Noisy Timing Of Nicotinic Synaptic Activity Promotes Amplification In Sympathetic Ganglia

Hypertension and heart failure can be driven and exacerbated by sympathetic hyperactivity. We hypothesize that remodeling of synaptic integration in sympathetic ganglia may contribute to such hyperactivity. Here we describe normal physiological properties of cholinergic nicotinic synapses using high resolution patch‐clamp recordings from the isolated, intact rat superior cervical ganglion. Synaptic currents were recorded under voltage‐clamp from individual synapses using minimal presynaptic stimulation of the cervical sympathetic trunk. Using dynamic‐clamp, the excitability of each cell was then measured in terms of the threshold‐synaptic conductance required to stimulate an action potential. Synaptic strength was then calibrated by calculating the synaptic conductance (g syn ) and expressing it as fraction of thresh‐g syn . This revealed that synaptic strength ranges from 10 to 1000% thresh‐g syn . The effect of timing was analyzed by comparing EPSC amplitudes evoked by 1Hz stimulation at regular 1 second intervals with those evoked using exponentially distributed intervals. Interestingly, noisy 1 Hz stimulation increased the variability (sd) of EPSCs, but had no effect on their average amplitude. This effect was seen across the full range of synaptic strengths observed. To explore the consequences of this finding, we simulated how regular and noisy trains of synaptic events modeled on our data evoked spikes in a conductance‐based model neuron.
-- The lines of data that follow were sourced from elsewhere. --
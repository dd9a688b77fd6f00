//! Tournament Arena API Library
//!
//! # Overview
//!
//! 토너먼트 로비, 지갑, 참가(참가비 차감) 백엔드 API
//!
//! ## Request flow
//!
//! ```text
//!   HTTP ─▶ routes::* (CurrentUser, Json)
//!             │
//!             ▼
//!   services: JoinService │ WalletService │ LobbyService │ ProfileService
//!             │
//!             ▼
//!   Arc<dyn ArenaRepository>
//!        ├─ Database        PostgreSQL, SERIALIZABLE tx
//!        └─ MemoryDatabase  versioned documents, CAS commit
//! ```
//!
//! ## Modules
//!
//! - `config`: 환경 설정 관리
//! - `error`: 에러 타입 및 처리
//! - `routes`: HTTP 엔드포인트 핸들러
//! - `services`: 비즈니스 로직 (참가, 지갑, 로비, 프로필)
//! - `db`: 저장소 (PostgreSQL / 인메모리)
//! - `types`: 금액, 상태 enum
//!
//! ## Usage
//!
//! ```rust,ignore
//! use std::sync::Arc;
//! use tourney_api::{config::Config, db::MemoryDatabase, AppState};
//!
//! #[tokio::main]
//! async fn main() -> anyhow::Result<()> {
//!     let config = Config::from_env()?;
//!     let state = AppState::new(Arc::new(MemoryDatabase::new()), config);
//!     let app = tourney_api::routes::router(state);
//!
//!     // ... 서버 시작
//!     Ok(())
//! }
//! ```

use std::sync::Arc;

pub mod config;
pub mod error;
pub mod routes;
pub mod services;
pub mod db;
pub mod types;

// Re-exports for convenience
pub use config::Config;
pub use error::{ApiError, JoinError, StoreError};
pub use db::{ArenaRepository, Database, MemoryDatabase};
pub use services::{JoinService, LobbyService, ProfileService, WalletService};

/// 애플리케이션 전역 상태
#[derive(Clone)]
pub struct AppState {
    pub store: Arc<dyn ArenaRepository>,
    pub joins: Arc<JoinService>,
    pub wallet: Arc<WalletService>,
    pub lobby: Arc<LobbyService>,
    pub profiles: Arc<ProfileService>,
    pub config: Arc<Config>,
}

impl AppState {
    /// 저장소 하나를 모든 서비스가 공유
    pub fn new(store: Arc<dyn ArenaRepository>, config: Config) -> Self {
        Self {
            joins: Arc::new(JoinService::new(store.clone(), config.join_retry)),
            wallet: Arc::new(WalletService::new(store.clone(), config.min_withdrawal)),
            lobby: Arc::new(LobbyService::new(store.clone())),
            profiles: Arc::new(ProfileService::new(store.clone())),
            store,
            config: Arc::new(config),
        }
    }
}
The results showed that when noisy stimulation increased the variability of EPSCs, the spike output of the system increased. We conclude that noisy synaptic activity, like that seen in intracellular recordings from sympathetic neurons in living animals, creates a form of stochastic resonance. In other words, the noise introduced by timing in conjunction with quantal fluctuations observed with regular stimulation has the effect of increasing the output signal (spikes) from this system.